-- Opening Marker --
//! Capture device abstraction.
//!
//! A device is a black box that, once started, delivers buffers of raw
//! bytes at its own cadence on its own thread, and stops delivering once
//! told to stop.

use super::{CaptureError, DeliverySender};
use std::sync::atomic::{AtomicBool, Ordering};
use std::sync::Arc;
use std::thread::JoinHandle;
use std::time::Duration;

/// Trait for capture device implementations.
///
/// Devices are opened in their constructors; `start` and `stop` may be
/// called any number of times afterwards, alternating.
pub trait CaptureDevice {
    /// Starts asynchronous delivery into `sender`.
    fn start(&mut self, sender: DeliverySender) -> Result<(), CaptureError>;

    /// Stops delivery.
    ///
    /// Must not return while a delivery callback is still executing, and
    /// no callback may run after it returns.
    fn stop(&mut self) -> Result<(), CaptureError>;

    /// Checks if the device is currently delivering.
    fn is_running(&self) -> bool;

    /// Human-readable device name for diagnostics.
    fn name(&self) -> &str;
}

impl<D: CaptureDevice + ?Sized> CaptureDevice for Box<D> {
    fn start(&mut self, sender: DeliverySender) -> Result<(), CaptureError> {
        (**self).start(sender)
    }

    fn stop(&mut self) -> Result<(), CaptureError> {
        (**self).stop()
    }

    fn is_running(&self) -> bool {
        (**self).is_running()
    }

    fn name(&self) -> &str {
        (**self).name()
    }
}

/// Synthetic device that generates a deterministic byte pattern.
///
/// Useful for exercising the capture pipeline without hardware. The output
/// is NOT a source of randomness.
#[derive(Debug)]
pub struct SyntheticDevice {
    chunk_len: usize,
    interval: Duration,
    running: Arc<AtomicBool>,
    worker: Option<JoinHandle<()>>,
}

impl SyntheticDevice {
    /// Creates a device delivering `chunk_len` bytes every `interval`.
    pub fn new(chunk_len: usize, interval: Duration) -> Result<Self, CaptureError> {
        if chunk_len == 0 {
            return Err(CaptureError::ConfigurationRejected(
                "synthetic chunk length must be non-zero".into(),
            ));
        }
        Ok(Self {
            chunk_len,
            interval,
            running: Arc::new(AtomicBool::new(false)),
            worker: None,
        })
    }

    fn pattern(chunk_len: usize, sequence: u64) -> Vec<u8> {
        (0..chunk_len)
            .map(|i| ((i as u64 ^ sequence) % 256) as u8)
            .collect()
    }
}

impl CaptureDevice for SyntheticDevice {
    fn start(&mut self, sender: DeliverySender) -> Result<(), CaptureError> {
        if self.worker.is_some() {
            return Err(CaptureError::ConfigurationRejected(
                "synthetic device already running".into(),
            ));
        }

        self.running.store(true, Ordering::Release);
        let running = self.running.clone();
        let chunk_len = self.chunk_len;
        let interval = self.interval;

        let worker = std::thread::Builder::new()
            .name("synthetic-device".into())
            .spawn(move || {
                let mut sequence = 0u64;
                loop {
                    std::thread::sleep(interval);
                    if !running.load(Ordering::Acquire) {
                        break;
                    }
                    sequence += 1;
                    if !sender.deliver(&Self::pattern(chunk_len, sequence)) {
                        break;
                    }
                }
            })
            .map_err(|e| CaptureError::DeviceUnavailable(e.to_string()))?;

        self.worker = Some(worker);
        tracing::debug!(chunk_len, ?interval, "SyntheticDevice started");
        Ok(())
    }

    fn stop(&mut self) -> Result<(), CaptureError> {
        self.running.store(false, Ordering::Release);
        if let Some(worker) = self.worker.take() {
            worker.join().map_err(|_| {
                CaptureError::DeliveryFault("synthetic device thread panicked".into())
            })?;
        }
        tracing::debug!("SyntheticDevice stopped");
        Ok(())
    }

    fn is_running(&self) -> bool {
        self.worker.is_some()
    }

    fn name(&self) -> &str {
        "synthetic"
    }
}

impl Drop for SyntheticDevice {
    fn drop(&mut self) {
        let _ = self.stop();
    }
}

#[cfg(test)]
mod tests {
    use super::*;
    use crate::capture::delivery::{Delivery, WindowSignal};
    use std::sync::mpsc;

    #[test]
    fn test_synthetic_device_lifecycle() {
        let mut device = SyntheticDevice::new(16, Duration::from_millis(5)).unwrap();
        let (tx, rx) = mpsc::sync_channel(1024);
        let sender = DeliverySender::new(tx, Arc::new(WindowSignal::default()));

        assert!(!device.is_running());
        device.start(sender).unwrap();
        assert!(device.is_running());

        std::thread::sleep(Duration::from_millis(50));
        device.stop().unwrap();
        assert!(!device.is_running());

        let samples: Vec<_> = rx
            .try_iter()
            .filter_map(|d| match d {
                Delivery::Sample(s) => Some(s),
                Delivery::Stop => None,
            })
            .collect();
        assert!(!samples.is_empty());
        assert!(samples.iter().all(|s| s.len() == 16));
        assert!(samples.windows(2).all(|w| w[0].sequence() < w[1].sequence()));
    }

    #[test]
    fn test_zero_chunk_rejected() {
        assert!(matches!(
            SyntheticDevice::new(0, Duration::from_millis(1)),
            Err(CaptureError::ConfigurationRejected(_))
        ));
    }
}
-- Closing Marker --
* [PROBLEM REQUIREMENTS]:
Show a copy of each line from the data that includes the word "Ordering".

* [FINISHED TASK]:
use std::sync::atomic::{AtomicBool, Ordering};
        self.running.store(true, Ordering::Release);
                    if !running.load(Ordering::Acquire) {
        self.running.store(false, Ordering::Release);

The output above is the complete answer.